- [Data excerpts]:
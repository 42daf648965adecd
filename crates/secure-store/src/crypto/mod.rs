//! Cryptographic primitives for the encrypted file fallback
//!
//! This module provides:
//! - AES-256-GCM authenticated encryption
//! - scrypt key derivation bound to the current machine and user
//! - Key material that is zeroized on drop

mod encryption;
mod key_derivation;

pub use encryption::{decrypt, encrypt, EncryptedData, AUTH_TAG_LEN, IV_LEN};
pub use key_derivation::{
    derive_key, generate_salt, machine_fingerprint, machine_secret, DerivedKey, KdfParams, KEY_LEN,
    SALT_LEN,
};
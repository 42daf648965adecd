//! Key name validation
//!
//! Names must match `^[A-Za-z0-9._-]{1,64}$`. They are case-sensitive and
//! never normalized; some keyrings compare case-insensitively, so `Foo` and
//! `foo` may collide there.

use crate::error::{Error, Result};

/// Maximum key name length
pub const MAX_KEY_LEN: usize = 64;

/// Check a key name before it touches any backend
pub fn validate_key_name(name: &str) -> Result<()> {
    match rejection_reason(name) {
        None => Ok(()),
        Some(reason) => Err(Error::InvalidKeyName {
            name: name.to_string(),
            reason,
        }),
    }
}

/// Whether `name` is a valid key name
pub fn is_valid_key_name(name: &str) -> bool {
    rejection_reason(name).is_none()
}

fn rejection_reason(name: &str) -> Option<&'static str> {
    if name.is_empty() {
        return Some("must not be empty");
    }
    if name.len() > MAX_KEY_LEN {
        return Some("must be at most 64 characters");
    }
    if name.contains('\0') {
        return Some("contains a null byte");
    }
    if name.contains('/') || name.contains('\\') {
        return Some("contains a path separator");
    }
    if name == "." || name == ".." {
        return Some("is a relative path component");
    }
    if !name
        .chars()
        .all(|c| c.is_ascii_alphanumeric() || matches!(c, '.' | '_' | '-'))
    {
        return Some("may only contain letters, digits, '.', '_' and '-'");
    }
    None
}

#[cfg(test)]
mod tests {
    use super::*;

    #[test]
    fn test_accepts_valid_names() {
        let longest = "x".repeat(MAX_KEY_LEN);
        for name in ["a", "alpha", "OPENAI_KEY", "my.key-1", longest.as_str()] {
            assert!(validate_key_name(name).is_ok(), "{name}");
        }
    }

    #[test]
    fn test_rejects_invalid_names() {
        let long = "x".repeat(MAX_KEY_LEN + 1);
        for name in ["", long.as_str(), "a/b", "a\\b", "..", ".", "nul\0byte", "spa ce", "ünï"] {
            assert!(validate_key_name(name).is_err(), "{name:?}");
        }
    }

    #[test]
    fn test_case_preserved() {
        assert!(is_valid_key_name("Alpha"));
        assert!(is_valid_key_name("alpha"));
    }

    #[test]
    fn test_error_names_reason() {
        let err = validate_key_name("../etc").unwrap_err();
        assert!(err.to_string().contains("path separator"));
    }
}
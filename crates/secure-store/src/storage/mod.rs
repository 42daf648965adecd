//! Storage backends for secret persistence
//!
//! This module provides two storage backends:
//! 1. OS keyring (behind the [`KeyringAdapter`] capability trait)
//! 2. Encrypted files (fallback)

mod encrypted_file;
pub(crate) mod keyring;
#[cfg(any(test, feature = "mock"))]
pub mod mock;
mod traits;

pub use encrypted_file::{EncryptedFileStorage, ENVELOPE_VERSION, FILE_EXTENSION};
pub use self::keyring::{
    disabled_loader, platform_loader, KeyringAdapter, KeyringError, KeyringLoader,
    PlatformKeyring,
};
pub use traits::SecretStorage;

- [About this exercise]:
Would you count the lines in the data that include the word "Result" and reply with only the number?

- [Finished exercise]:
2